Required work: Give back exactly the lines of the data below, starting with the line that has "use crate::application::ports::ConfigRepository;" and going on through the line that has "self.config_repo.inspect_pretty_json()".

Saved entries:
//! 설정 파일 탐색/병합 결과를 확인하는 유스케이스.

use anyhow::Result;

use crate::application::ports::ConfigRepository;

/// 현재 적용 중인 설정을 사람이 읽기 쉬운 JSON으로 반환한다.
pub struct InspectConfigUseCase<'a> {
    pub config_repo: &'a dyn ConfigRepository,
}

impl<'a> InspectConfigUseCase<'a> {
    /// 설정 점검 결과 문자열을 생성한다. 자격증명 값은 포함하지 않는다.
    pub fn execute(&self) -> Result<String> {
        self.config_repo.inspect_pretty_json()
    }
}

Solved problem:
use crate::application::ports::ConfigRepository;

/// 현재 적용 중인 설정을 사람이 읽기 쉬운 JSON으로 반환한다.
pub struct InspectConfigUseCase<'a> {
    pub config_repo: &'a dyn ConfigRepository,
}

impl<'a> InspectConfigUseCase<'a> {
    /// 설정 점검 결과 문자열을 생성한다. 자격증명 값은 포함하지 않는다.
    pub fn execute(&self) -> Result<String> {
        self.config_repo.inspect_pretty_json()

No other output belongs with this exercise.